SECURITIES AND EXCHANGE COMMISSION

Washington, D.C. 20549

 


 

FORM 8-K

 


 

CURRENT REPORT

Pursuant to Section 13 OR 15(d) of

The Securities Exchange Act of 1934

 

Date of Report (Date of earliest event reported) October 10, 2005

 


 

VERISIGN, INC.

(Exact name of registrant as specified in its charter)

 


 

Delaware   000-23593   94-3221585

(State or other jurisdiction

of incorporation)

  (Commission File Number)  

(IRS Employer

Identification No.)

 

487 East Middlefield Road, Mountain View, CA   94043
(Address of principal executive offices)   (Zip Code)

 

Registrant’s telephone number, including area code (650) 961-7500

 

 

(Former name or former address, if changed since last report.)

 


 

Check the appropriate box below if the Form 8-K filing is intended to simultaneously satisfy the filing obligation of the registrant under any of the following provisions (see General Instruction A.2. below):

 

¨ Written communications pursuant to Rule 425 under the Securities Act (17 CFR 230.425)

 

¨ Soliciting material pursuant to Rule 14a-12 under the Exchange Act (17 CFR 240.14a-12)

 

¨ Pre-commencement communications pursuant to Rule 14d-2(b) under the Exchange Act (17 CFR 240.14d-2(b))

 

¨ Pre-commencement communications pursuant to Rule 13e-4(c) under the Exchange Act (17 CFR 240.13e-4(c))

 



Item 1.01. Entry into a Material Definitive Agreement.

 

On October 10, 2005, VeriSign, Inc., entered into an Asset Purchase Agreement (the “Agreement”) with PayPal, Inc., PayPal International Limited (collectively, the “Purchasers”) and eBay Inc. Under the terms of the Agreement, VeriSign has agreed to sell to the Purchasers certain assets related to VeriSign’s payment gateway business and the Purchasers will assume certain liabilities related thereto for approximately $370 million, payable in cash and/or eBay common stock (the “Transaction”). After December 1, 2005, subject to certain conditions, the Purchasers may elect to have eBay issue shares of its common stock to VeriSign in lieu of all or any portion of the $370 million payment.

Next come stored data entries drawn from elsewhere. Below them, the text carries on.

#[cfg(test)]
mod tests {
    use super::*;
    use assert_approx_eq::assert_approx_eq;

    fn channels() -> Arc<ChannelMap> {
        let mut map = ChannelMap::new();
        map.add_analog("x", 0).unwrap();
        map.add_analog("y", 1).unwrap();
        map.add_analog("z", 12).unwrap();
        map.add_digital("shutter", 0).unwrap();
        map.add_digital("trig", 17).unwrap();
        map.add_synth("cooling", 0).unwrap();
        map.add_synth("repump", 1).unwrap();
        Arc::new(map)
    }

    fn sequencer() -> Sequencer {
        Sequencer::new(channels(), SequencerConfig::with_clock_rate(1e6)).unwrap()
    }

    #[test]
    fn duration_must_span_one_tick() {
        let mut seq = sequencer();
        for duration in [1e-7, 0., -1e-3, f64::NAN] {
            assert!(matches!(
                seq.update(duration, &[("x", 1.)], &[("shutter", true)], &[]),
                Err(CompileError::DurationTooShort { .. })
            ));
        }
        assert_eq!(seq.update_count(), 0);
        assert!(seq.update(2e-6, &[], &[], &[]).is_ok());
    }

    #[test]
    fn analog_pairs_stack_below_digital_block() {
        let mut seq = sequencer();
        let step = seq
            .update(1e-3, &[("x", 5.), ("z", -2.)], &[("shutter", true)], &[])
            .unwrap();
        assert_eq!(step, 100);
        let words = seq.words();
        // Digital block right before the boundary
        assert_eq!(decode_digital(&words.as_slice().unwrap()[94..100]), vec![0]);
        // First analog channel nearest the digital block
        let (addr, v) = decode_analog(words[92]).unwrap();
        assert_eq!(addr, 0);
        assert_approx_eq!(v, 5., ANALOG_STEP);
        assert_eq!(words[93], payload(words[92]));
        let (addr, v) = decode_analog(words[90]).unwrap();
        assert_eq!(addr, 12);
        assert_approx_eq!(v, -2., ANALOG_STEP);
        assert_eq!(words[89], 0);
        assert_eq!(seq.step(), 1100);
    }

    #[test]
    fn boundary_word_carries_epoch_trigger() {
        let mut seq = sequencer();
        seq.update(10e-6, &[("x", 0.)], &[], &[]).unwrap();
        seq.update(10e-6, &[], &[], &[]).unwrap();
        let program = seq.finish();
        assert_eq!(program.sample_count(), 120);
        assert_eq!(program.words()[100], EPOCH_TRIGGER);
        assert_eq!(program.words()[110], EPOCH_TRIGGER);
        assert_eq!(program.words()[101], 0);
    }

    #[test]
    fn overlapping_updates_collide() {
        let mut seq = sequencer();
        seq.update(1e-6, &[("x", 1.)], &[], &[]).unwrap();
        // Next boundary is 101: [99, 101) holds x's plain word and the epoch trigger
        let err = seq.update(1e-6, &[("y", 1.)], &[], &[]).unwrap_err();
        assert_eq!(
            err,
            CompileError::WriteCollision {
                step: 101,
                start: 99,
                end: 101
            }
        );
        // The rejected update left no trace
        assert_eq!(seq.update_count(), 1);
        assert_eq!(seq.step(), 101);
        assert_eq!(seq.words()[100], EPOCH_TRIGGER);
    }

    #[test]
    fn spaced_updates_do_not_collide() {
        let mut seq = sequencer();
        seq.update(3e-6, &[("x", 1.)], &[], &[]).unwrap();
        // Boundary 103: [101, 103) is free
        assert_eq!(seq.update(1e-3, &[("y", 1.)], &[], &[]), Ok(103));
        // A digital update needs six free words
        let mut seq = sequencer();
        seq.update(3e-6, &[("x", 1.)], &[], &[]).unwrap();
        assert!(matches!(
            seq.update(1e-3, &[], &[("shutter", true)], &[]),
            Err(CompileError::WriteCollision { .. })
        ));
    }

    #[test]
    fn emptiness_not_truthiness_decides_presence() {
        let mut seq = sequencer();
        // A digital set whose only value is low still writes the six words
        seq.update(1e-3, &[], &[("shutter", false)], &[]).unwrap();
        let words = seq.words();
        assert_eq!(words.slice(ndarray::s![94..100]).iter().filter(|&&w| w != 0).count(), 6);
        assert!(decode_digital(&words.as_slice().unwrap()[94..100]).is_empty());
        // An explicit zero frequency is a synthesizer update
        seq.update(1e-3, &[], &[], &[("cooling", 0.)]).unwrap();
        assert_eq!(seq.row_count(), 1);
        // Nothing named: no latch words, no row
        seq.update(1e-3, &[], &[], &[]).unwrap();
        assert_eq!(seq.row_count(), 1);
        assert_eq!(seq.words()[2098], 0);
    }

    #[test]
    fn synth_rows_carry_forward() {
        let mut seq = sequencer();
        seq.update(1e-3, &[], &[], &[("cooling", 1e6), ("repump", 2e6)])
            .unwrap();
        seq.update(1e-3, &[], &[], &[("cooling", 3e6)]).unwrap();
        let rows = seq.synth_rows();
        assert_eq!(rows.row(0).to_vec(), vec![1e6, 2e6, 0., 0.]);
        assert_eq!(rows.row(1).to_vec(), vec![3e6, 2e6, 0., 0.]);
    }

    #[test]
    fn synth_trigger_spacing() {
        // Width 100 steps; first row at step 100
        let mut seq = sequencer();
        seq.update(99e-6, &[], &[], &[("cooling", 1.)]).unwrap();
        assert!(matches!(
            seq.update(1e-3, &[], &[], &[("cooling", 2.)]),
            Err(CompileError::SynthTriggerCollision { start: 99, end: 199 })
        ));
        assert_eq!(seq.row_count(), 1);

        let mut seq = sequencer();
        seq.update(100e-6, &[], &[], &[("cooling", 1.)]).unwrap();
        assert_eq!(seq.update(1e-3, &[], &[], &[("cooling", 2.)]), Ok(200));
        assert_eq!(seq.row_count(), 2);
        let words = seq.words();
        assert!(words.iter().take(200).all(|&w| w & SYNTH_TRIGGER != 0));
    }

    #[test]
    fn fractional_ticks_accumulate() {
        let mut seq = sequencer();
        let steps: Vec<usize> = (0..4)
            .map(|_| seq.update(1.5e-6, &[], &[], &[]).unwrap())
            .collect();
        assert_eq!(steps, vec![100, 101, 103, 104]);
        assert_eq!(seq.step(), 106);
    }

    #[test]
    fn exact_spacing_holds_after_many_updates() {
        let mut seq = sequencer();
        for _ in 0..500 {
            seq.update(1e-3, &[], &[], &[]).unwrap();
        }
        assert_eq!(seq.step(), 500_100);
        assert_eq!(
            seq.update(100e-6, &[], &[], &[("cooling", 1.)]),
            Ok(500_100)
        );
        assert_eq!(
            seq.update(100e-6, &[], &[], &[("cooling", 2.)]),
            Ok(500_200)
        );
        assert_eq!(seq.step(), 500_300);
    }

    #[test]
    fn synth_window_keeps_latch_payload() {
        let mut seq = sequencer();
        seq.update(1e-3, &[("x", 5.)], &[], &[("repump", 7.)]).unwrap();
        let words = seq.words();
        assert_eq!(words[98] & SYNTH_TRIGGER, SYNTH_TRIGGER);
        assert!(is_strobed(words[98]));
        assert_approx_eq!(decode_analog(words[99]).unwrap().1, 5., ANALOG_STEP);
        assert_eq!(words[100], EPOCH_TRIGGER);
    }

    #[test]
    fn synth_window_before_start_is_rejected() {
        let config = SequencerConfig {
            start_offset: 50e-6,
            ..SequencerConfig::with_clock_rate(1e6)
        };
        let mut seq = Sequencer::new(channels(), config).unwrap();
        assert_eq!(
            seq.update(1e-3, &[], &[], &[("cooling", 1.)]),
            Err(CompileError::RegionUnderflow { step: 50, len: 100 })
        );
        assert_eq!(seq.update(1e-3, &[("x", 1.)], &[], &[]), Ok(50));
    }

    #[test]
    fn resolution_errors() {
        let mut seq = sequencer();
        assert!(matches!(
            seq.update(1e-3, &[("nope", 1.)], &[], &[]),
            Err(CompileError::UnknownChannel { .. })
        ));
        assert!(matches!(
            seq.update(1e-3, &[("shutter", 1.)], &[], &[]),
            Err(CompileError::ChannelKindMismatch { .. })
        ));
        assert_eq!(
            seq.update(1e-3, &[("x", 1.), ("x", 2.)], &[], &[]),
            Err(CompileError::DuplicateChannel("x".into()))
        );
        assert_eq!(
            seq.update(1e-3, &[("y", 11.)], &[], &[]),
            Err(CompileError::AnalogOutOfRange {
                channel: "y".into(),
                value: 11.,
                min: ANALOG_MIN,
                max: ANALOG_MAX
            })
        );
        assert_eq!(seq.update_count(), 0);
        assert_eq!(seq.words().iter().filter(|&&w| w != 0).count(), 0);
    }

    #[test]
    fn program_must_fit_timeline() {
        let config = SequencerConfig {
            max_duration: 1e-3,
            ..SequencerConfig::with_clock_rate(1e6)
        };
        let mut seq = Sequencer::new(channels(), config).unwrap();
        assert_eq!(seq.capacity(), 1000);
        assert!(matches!(
            seq.update(1e-3, &[("x", 1.)], &[], &[]),
            Err(CompileError::BufferOverflow { capacity: 1000, .. })
        ));
        assert_eq!(seq.update(900e-6, &[("x", 1.)], &[], &[]), Ok(100));
    }

    #[test]
    fn invalid_clock_rate() {
        assert!(matches!(
            Sequencer::new(channels(), SequencerConfig::with_clock_rate(0.)),
            Err(CompileError::InvalidClockRate(_))
        ));
    }

    #[test]
    fn finished_program_holds_filled_portion() {
        let mut seq = sequencer();
        seq.update(1e-3, &[("x", 5.)], &[], &[("cooling", 80.)]).unwrap();
        seq.update(1e-3, &[("y", -5.)], &[], &[]).unwrap();
        let program = seq.finish();
        assert_eq!(program.sample_count(), 2100);
        assert_eq!(program.row_count(), 1);
        assert_approx_eq!(program.runtime(), 2.1e-3);
        let (words, rows) = program.into_parts();
        assert_eq!(words.len(), 2100);
        assert_eq!(rows.shape(), &[1, 4]);
    }
}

The parties will indemnify each other for breaches of representations, warranties, covenants and other liabilities under certain circumstances, subject to limitations, as provided in the agreement. The consummation of the transaction is subject to certain closing conditions, including the termination of applicable waiting periods under the Hart-Scott-Rodino Antitrust Improvements Act of 1976.

 

A copy of the press release issued by VeriSign on October 10, 2005 announcing the above-mentioned transaction is incorporated herein by reference and filed as Exhibit 99.1.

 

Item 8.01 Other Events.

 

On October 10, 2005, VeriSign also entered into a strategic relationship agreement with eBay that provides for collaboration on payment services and security initiatives for e-commerce. Upon closing of the Transaction, VeriSign and the Purchasers will enter into an agreement whereby VeriSign will not compete with the payment gateway business sold to the Purchasers for three years following the closing. Upon closing of the Transaction, VeriSign and the Purchasers will also enter a license agreement for certain technology to be exchanged between the parties related to the transaction and a transaction services agreement whereby VeriSign will provide transition services to the Purchasers for up to one year following the closing to assist with the transition of the payment gateway business to the Purchasers.

 

Item 9.01. Financial Statements and Exhibits.

 

(c)    Exhibits.

 

Number

 

Description


99.1   Press release dated October 10, 2005.


SIGNATURE

 

Pursuant to the requirements of the Securities Exchange Act of 1934, the registrant has duly caused this report to be signed on its behalf by the undersigned hereunto duly authorized.

 

    VERISIGN, INC.
Date: October 13, 2005   By:  

/s/ James M. Ulam


        James M. Ulam
        Senior Vice President,
        General Counsel and Secretary


EXHIBIT INDEX

 

Number

 

Description


99.1   Press release dated October 10, 2005.